The upshot being, sources of a radically left-wing bent are not as self-evidently aligned with dissent and opposition there as here. But I’m confident that the texts offered through the sites below are not ones that would offer succour to any state. The Cuban government undoubtedly prefers people to laud Che’s memory than imitate his example.
That said, here are some sources I would recommend (and would ‘package’ wholesale):
- The Internet Archive (this is no longer simply ‘an e-text collection’ – I suppose it never really was – but it is always the place to start in sharing such collections!)
- Project Gutenberg (need one say more?)
- Perseus Digital Library (comprehensive collection of classic Greek and Roman materials, as well as a selection of Arabic, Germanic, 19th century American, and Renaissance materials)

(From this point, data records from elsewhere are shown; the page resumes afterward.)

//! Movie KNN Demo
//!
//! Ranks a toy movie database against a query movie and prints the top-k
//! most similar titles under cosine similarity. Each movie is a 5-dimensional
//! vector of genre affinities: action, sci-fi, romance, comedy, drama.
//!
//! To run this demo:
//! ```bash
//! cargo run --example knn_movies
//! ```

use anyhow::Result;
use vecrank::metric::MetricKind;
use vecrank::ranker::{Candidate, SimilarityRanker};
use vecrank::vector::Vector;

const MOVIES: &str = r#"{
    "The Matrix":          [0.9, 0.8, 0.1, 0.2, 0.7],
    "Inception":           [0.8, 0.9, 0.2, 0.1, 0.8],
    "Titanic":             [0.1, 0.0, 0.9, 0.8, 0.9],
    "Blade Runner":        [0.7, 0.9, 0.1, 0.0, 0.6],
    "The Notebook":        [0.0, 0.0, 0.9, 0.9, 0.8],
    "The Matrix Reloaded": [0.9, 0.8, 0.1, 0.2, 0.7],
    "Interstellar":        [0.6, 0.9, 0.3, 0.1, 0.8],
    "Casablanca":          [0.2, 0.0, 0.8, 0.7, 0.9],
    "John Wick":           [0.95, 0.3, 0.0, 0.1, 0.4],
    "La La Land":          [0.1, 0.0, 0.8, 0.9, 0.7]
}"#;

fn main() -> Result<()> {
    println!("=== Movie KNN Demo ===\n");

    let movies: std::collections::BTreeMap<String, Vector> = serde_json::from_str(MOVIES)?;

    let query_title = "Inception";
    let k = 3;
    let query = movies
        .get(query_title)
        .cloned()
        .expect("query movie is in the database");

    // Everything except the query movie is a candidate.
    let candidates: Vec<Candidate> = movies
        .iter()
        .filter(|(title, _)| title.as_str() != query_title)
        .map(|(title, vector)| Candidate::new(title.clone(), vector.clone()))
        .collect();

    let ranker = SimilarityRanker::new(MetricKind::Cosine);
    let results = ranker.rank(&query, &candidates, k)?;

    println!("Query movie: {query_title}");
    println!("Top {k} similar movies:\n");
    for (i, result) in results.iter().enumerate() {
        println!("{}. {} (similarity: {:.3})", i + 1, result.id, result.score);
    }

    Ok(())
}
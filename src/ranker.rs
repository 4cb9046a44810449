//! Exact top-k ranking over labeled candidate vectors.

use std::collections::hash_map::Entry;

use ahash::AHashMap;
use rayon::prelude::*;
use serde::{Deserialize, Serialize};

use crate::error::{Result, VecrankError};
use crate::metric::{MetricKind, SortOrder};
use crate::vector::Vector;

/// Batches of queries below this size are ranked sequentially.
const PARALLEL_THRESHOLD: usize = 100;

/// A labeled vector eligible for ranking.
///
/// Identifiers are expected to be unique within one ranking call. If
/// duplicates are supplied anyway, the last vector written for an identifier
/// wins, keeping the position of the first occurrence.
#[derive(Debug, Clone, PartialEq, Serialize, Deserialize)]
pub struct Candidate {
    /// Opaque identifier, unique within a ranking call.
    pub id: String,
    /// The candidate's vector.
    pub vector: Vector,
}

impl Candidate {
    /// Create a new candidate.
    pub fn new<S: Into<String>, V: Into<Vector>>(id: S, vector: V) -> Self {
        Self {
            id: id.into(),
            vector: vector.into(),
        }
    }
}

/// A scored candidate produced by a ranking call. Output only, never stored.
#[derive(Debug, Clone, PartialEq, Serialize, Deserialize)]
pub struct RankedResult {
    /// Identifier of the candidate.
    pub id: String,
    /// Score under the ranker's metric.
    pub score: f32,
    /// The candidate's vector.
    pub vector: Vector,
}

/// Exact (brute force) top-k ranker parameterized by metric.
///
/// Ranking is a pure function over its inputs: no mutation, no I/O, no shared
/// state. A ranker is `Copy` and safe to use from any number of threads.
#[derive(Debug, Clone, Copy, Default)]
pub struct SimilarityRanker {
    metric: MetricKind,
}

impl SimilarityRanker {
    /// Create a ranker using the given metric.
    pub fn new(metric: MetricKind) -> Self {
        Self { metric }
    }

    /// Get the metric this ranker scores with.
    pub fn metric(&self) -> MetricKind {
        self.metric
    }

    /// Return the `k` candidates most similar to `query`, best first.
    ///
    /// Cosine and dot product rank descending by score, euclidean and
    /// manhattan ascending. Candidates with equal scores keep their input
    /// order. If `k` exceeds the number of candidates, all candidates are
    /// returned; an empty candidate slice yields an empty result.
    ///
    /// # Errors
    ///
    /// - [`VecrankError::InvalidArgument`] if `k` is 0 or `query` is empty.
    /// - [`VecrankError::DimensionMismatch`] if any candidate's
    ///   dimensionality differs from the query's. No partial results are
    ///   returned.
    pub fn rank(
        &self,
        query: &Vector,
        candidates: &[Candidate],
        k: usize,
    ) -> Result<Vec<RankedResult>> {
        if k == 0 {
            return Err(VecrankError::invalid_argument("k must be at least 1"));
        }

        let mut results = self.score_all(query, candidates)?;
        sort_results(&mut results, self.metric.sort_order());
        results.truncate(k);

        Ok(results)
    }

    /// Return every candidate within `threshold` of `query`, best first.
    ///
    /// For distance metrics (euclidean, manhattan) a candidate qualifies when
    /// its distance is at most `threshold`; for similarity metrics (cosine,
    /// dot product) when its score is at least `threshold`. The result count
    /// is not capped, and an empty result is not an error.
    pub fn rank_within(
        &self,
        query: &Vector,
        candidates: &[Candidate],
        threshold: f32,
    ) -> Result<Vec<RankedResult>> {
        let mut results = self.score_all(query, candidates)?;

        match self.metric.sort_order() {
            SortOrder::Descending => results.retain(|r| r.score >= threshold),
            SortOrder::Ascending => results.retain(|r| r.score <= threshold),
        }

        sort_results(&mut results, self.metric.sort_order());
        Ok(results)
    }

    /// Rank many independent queries against the same candidates.
    ///
    /// Output order matches `queries`. Large batches are scored in parallel;
    /// each query still sees the exact same results it would get from
    /// [`rank`](Self::rank).
    pub fn rank_batch(
        &self,
        queries: &[Vector],
        candidates: &[Candidate],
        k: usize,
    ) -> Result<Vec<Vec<RankedResult>>> {
        if queries.len() < PARALLEL_THRESHOLD {
            return queries
                .iter()
                .map(|query| self.rank(query, candidates, k))
                .collect();
        }

        queries
            .par_iter()
            .map(|query| self.rank(query, candidates, k))
            .collect()
    }

    /// Score every candidate against the query, in input order.
    fn score_all(&self, query: &Vector, candidates: &[Candidate]) -> Result<Vec<RankedResult>> {
        if query.is_empty() {
            return Err(VecrankError::invalid_argument(
                "query vector must not be empty",
            ));
        }

        if candidates.is_empty() {
            return Ok(Vec::new());
        }

        // Deduplicate ids up front: the last vector written for an id wins,
        // in the slot of the first occurrence (insertion-ordered map
        // semantics, which the stable tie-break depends on).
        let mut slots: Vec<(&str, &Vector)> = Vec::with_capacity(candidates.len());
        let mut seen: AHashMap<&str, usize> = AHashMap::with_capacity(candidates.len());
        for candidate in candidates {
            match seen.entry(candidate.id.as_str()) {
                Entry::Occupied(slot) => slots[*slot.get()].1 = &candidate.vector,
                Entry::Vacant(slot) => {
                    slot.insert(slots.len());
                    slots.push((candidate.id.as_str(), &candidate.vector));
                }
            }
        }

        let expected = query.dimension();
        let mut results = Vec::with_capacity(slots.len());
        for (id, vector) in slots {
            if vector.dimension() != expected {
                return Err(VecrankError::dimension_mismatch(
                    id,
                    expected,
                    vector.dimension(),
                ));
            }

            results.push(RankedResult {
                id: id.to_string(),
                score: self.metric.score(&query.data, &vector.data),
                vector: vector.clone(),
            });
        }

        Ok(results)
    }
}

/// Stable sort so that equal scores keep their input order.
fn sort_results(results: &mut [RankedResult], order: SortOrder) {
    match order {
        SortOrder::Descending => results.sort_by(|a, b| {
            b.score
                .partial_cmp(&a.score)
                .unwrap_or(std::cmp::Ordering::Equal)
        }),
        SortOrder::Ascending => results.sort_by(|a, b| {
            a.score
                .partial_cmp(&b.score)
                .unwrap_or(std::cmp::Ordering::Equal)
        }),
    }
}
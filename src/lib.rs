//! # Vecrank
//!
//! A small, exact top-k similarity ranking library for Rust.
//!
//! Given a query vector and a collection of labeled candidate vectors,
//! [`SimilarityRanker`](ranker::SimilarityRanker) returns the k candidates
//! most similar to the query under a chosen metric.
//!
//! ## Features
//!
//! - Pure Rust, pure computation: no I/O, no hidden state
//! - Four metrics: cosine, euclidean, dot product, manhattan
//! - Stable tie-break: candidates with equal scores keep insertion order
//! - SIMD-accelerated scoring kernels
//! - Parallel batch ranking over many queries
//!
//! ## Example
//!
//! ```
//! use vecrank::prelude::*;
//!
//! let ranker = SimilarityRanker::default(); // cosine
//! let query = Vector::new(vec![1.0, 0.0]);
//! let candidates = vec![
//!     Candidate::new("a", vec![1.0, 0.0]),
//!     Candidate::new("b", vec![0.0, 1.0]),
//! ];
//!
//! let results = ranker.rank(&query, &candidates, 1)?;
//! assert_eq!(results[0].id, "a");
//! # Ok::<(), VecrankError>(())
//! ```

pub mod error;
pub mod metric;
pub mod ranker;
pub mod simd;
pub mod vector;

pub mod prelude {
    pub use crate::error::{Result, VecrankError};
    pub use crate::metric::{MetricKind, SortOrder};
    pub use crate::ranker::{Candidate, RankedResult, SimilarityRanker};
    pub use crate::vector::Vector;
}

// Version information
pub const VERSION: &str = env!("CARGO_PKG_VERSION");
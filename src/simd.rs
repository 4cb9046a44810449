//! SIMD kernels for the metric hot loops, built on the `wide` crate.
//!
//! Each kernel processes 8 lanes at a time with `f32x8` and falls back to a
//! scalar loop for short vectors and for the tail that does not fill a full
//! chunk. Callers guarantee equal slice lengths.

use wide::f32x8;

const LANES: usize = 8;

/// Dot product of two equal-length slices.
pub fn dot(a: &[f32], b: &[f32]) -> f32 {
    debug_assert_eq!(a.len(), b.len());

    if a.len() < LANES {
        return a.iter().zip(b.iter()).map(|(x, y)| x * y).sum();
    }

    let mut acc = f32x8::splat(0.0);

    let chunks_a = a.chunks_exact(LANES);
    let chunks_b = b.chunks_exact(LANES);
    let remainder_a = chunks_a.remainder();
    let remainder_b = chunks_b.remainder();

    for (chunk_a, chunk_b) in chunks_a.zip(chunks_b) {
        let vec_a = f32x8::new(*<&[f32; LANES]>::try_from(chunk_a).unwrap());
        let vec_b = f32x8::new(*<&[f32; LANES]>::try_from(chunk_b).unwrap());
        acc = acc + vec_a * vec_b;
    }

    let mut total = acc.to_array().iter().sum::<f32>();
    total += remainder_a
        .iter()
        .zip(remainder_b.iter())
        .map(|(x, y)| x * y)
        .sum::<f32>();

    total
}

/// Squared L2 distance between two equal-length slices.
pub fn squared_l2(a: &[f32], b: &[f32]) -> f32 {
    debug_assert_eq!(a.len(), b.len());

    if a.len() < LANES {
        return a.iter().zip(b.iter()).map(|(x, y)| (x - y) * (x - y)).sum();
    }

    let mut acc = f32x8::splat(0.0);

    let chunks_a = a.chunks_exact(LANES);
    let chunks_b = b.chunks_exact(LANES);
    let remainder_a = chunks_a.remainder();
    let remainder_b = chunks_b.remainder();

    for (chunk_a, chunk_b) in chunks_a.zip(chunks_b) {
        let vec_a = f32x8::new(*<&[f32; LANES]>::try_from(chunk_a).unwrap());
        let vec_b = f32x8::new(*<&[f32; LANES]>::try_from(chunk_b).unwrap());
        let diff = vec_a - vec_b;
        acc = acc + diff * diff;
    }

    let mut total = acc.to_array().iter().sum::<f32>();
    total += remainder_a
        .iter()
        .zip(remainder_b.iter())
        .map(|(x, y)| (x - y) * (x - y))
        .sum::<f32>();

    total
}

/// L1 (manhattan) distance between two equal-length slices.
pub fn l1(a: &[f32], b: &[f32]) -> f32 {
    debug_assert_eq!(a.len(), b.len());

    if a.len() < LANES {
        return a.iter().zip(b.iter()).map(|(x, y)| (x - y).abs()).sum();
    }

    let mut acc = f32x8::splat(0.0);

    let chunks_a = a.chunks_exact(LANES);
    let chunks_b = b.chunks_exact(LANES);
    let remainder_a = chunks_a.remainder();
    let remainder_b = chunks_b.remainder();

    for (chunk_a, chunk_b) in chunks_a.zip(chunks_b) {
        let vec_a = f32x8::new(*<&[f32; LANES]>::try_from(chunk_a).unwrap());
        let vec_b = f32x8::new(*<&[f32; LANES]>::try_from(chunk_b).unwrap());
        acc = acc + (vec_a - vec_b).abs();
    }

    let mut total = acc.to_array().iter().sum::<f32>();
    total += remainder_a
        .iter()
        .zip(remainder_b.iter())
        .map(|(x, y)| (x - y).abs())
        .sum::<f32>();

    total
}

/// L2 norm of a slice.
pub fn norm(a: &[f32]) -> f32 {
    dot(a, a).sqrt()
}

#[cfg(test)]
mod tests {
    use super::*;

    fn reference_dot(a: &[f32], b: &[f32]) -> f32 {
        a.iter().zip(b.iter()).map(|(x, y)| x * y).sum()
    }

    fn test_vectors(len: usize) -> (Vec<f32>, Vec<f32>) {
        let a: Vec<f32> = (0..len).map(|i| (i as f32 * 0.3).sin()).collect();
        let b: Vec<f32> = (0..len).map(|i| (i as f32 * 0.7).cos()).collect();
        (a, b)
    }

    #[test]
    fn test_dot_matches_scalar_across_lengths() {
        // Cover the scalar path, a full chunk, and a ragged tail.
        for len in [0, 3, 8, 16, 19, 128, 131] {
            let (a, b) = test_vectors(len);
            let expected = reference_dot(&a, &b);
            assert!(
                (dot(&a, &b) - expected).abs() < 1e-4,
                "dot mismatch at len {len}"
            );
        }
    }

    #[test]
    fn test_squared_l2_matches_scalar() {
        for len in [2, 8, 19, 131] {
            let (a, b) = test_vectors(len);
            let expected: f32 = a.iter().zip(b.iter()).map(|(x, y)| (x - y) * (x - y)).sum();
            assert!((squared_l2(&a, &b) - expected).abs() < 1e-4);
        }
    }

    #[test]
    fn test_l1_matches_scalar() {
        for len in [2, 8, 19, 131] {
            let (a, b) = test_vectors(len);
            let expected: f32 = a.iter().zip(b.iter()).map(|(x, y)| (x - y).abs()).sum();
            assert!((l1(&a, &b) - expected).abs() < 1e-4);
        }
    }

    #[test]
    fn test_norm() {
        assert!((norm(&[3.0, 4.0]) - 5.0).abs() < 1e-6);
        assert_eq!(norm(&[0.0, 0.0, 0.0]), 0.0);
    }
}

- Online Library of Liberty (an anti-democratic American repository that is, nonetheless, a superb source of classic texts, especially in the history of philosophy – the old version, the Liberty Library of Constitutional Classics is also still available and useful)
- Christian Classics Ethereal Library (wide variety of classic Christian texts from the 1st century on, including many non-canonical ones)
- Internet Sacred Texts Archive (out-of-copyright texts from many traditions, including all 50 volumes of the Sacred Books of the East)
- Folktexts (Folklore and Mythology Electronic Texts)
- Multilingual Folktale Database (browsable by Aarne-Thompson-Uther classification)
- the Ex-Classics Web Site (collection of no-longer-canonical titles)
- Classics in the History of Psychology (see also the Mead Project)
- Archive for the History of Economic Thought
- Monoskop (“a wiki for arts, media and humanities” – home to a large quantity of contemporary theory – it would also be worth scraping the content at digamo.free.fr, though the only way to view that is with a Google search)
- Revolutionary Democratic Politics
- Marxists Internet Archive (as it says on the label)
- The Library at nothingness.org (small collection of anarchist texts, particularly strong on the Situationists)
- Nestor Makhno Archive (writings of the Ukrainian anarchist leader and his movement)
- Library at libcom.org (anarchist writings and blog)
- Readings from the Left (book chapters and pamphlets on socialism, including works on Cuba)
- Spunk Library (mirror of the original Spunk Library of anarchism)
- Communists in Situ (wide variety of interesting texts contemporary and historical)
- Open Source Marxism at the Charnel House
- The Anarchist Library (editions in 16 languages)
- A collection of the writings of Ivan Illich
- Science Fiction and Fantasy
- Lightspeed Magazine
- Strange Horizons
- The Cascadia Subduction Zone
- Beneath Ceaseless Skies
Of course, el paquete is not something bound by copyright laws and bogus paywalls. That being the case, scraping and sharing JSTOR, Wiley Online Library, ScienceDirect, SpringerLink, and Routledge/Taylor & Francis would be a worthwhile contribution.
It should be noted that I’ve been accumulating e-text repositories for decades, not all of which are still online. Some of the texts I have links for are for single works, not large repositories. So going through all of these and picking out a selection actually takes quite a while. I’ve tried to choose the items that would have the greatest breadth. Hopefully they’ll help others find material of interest!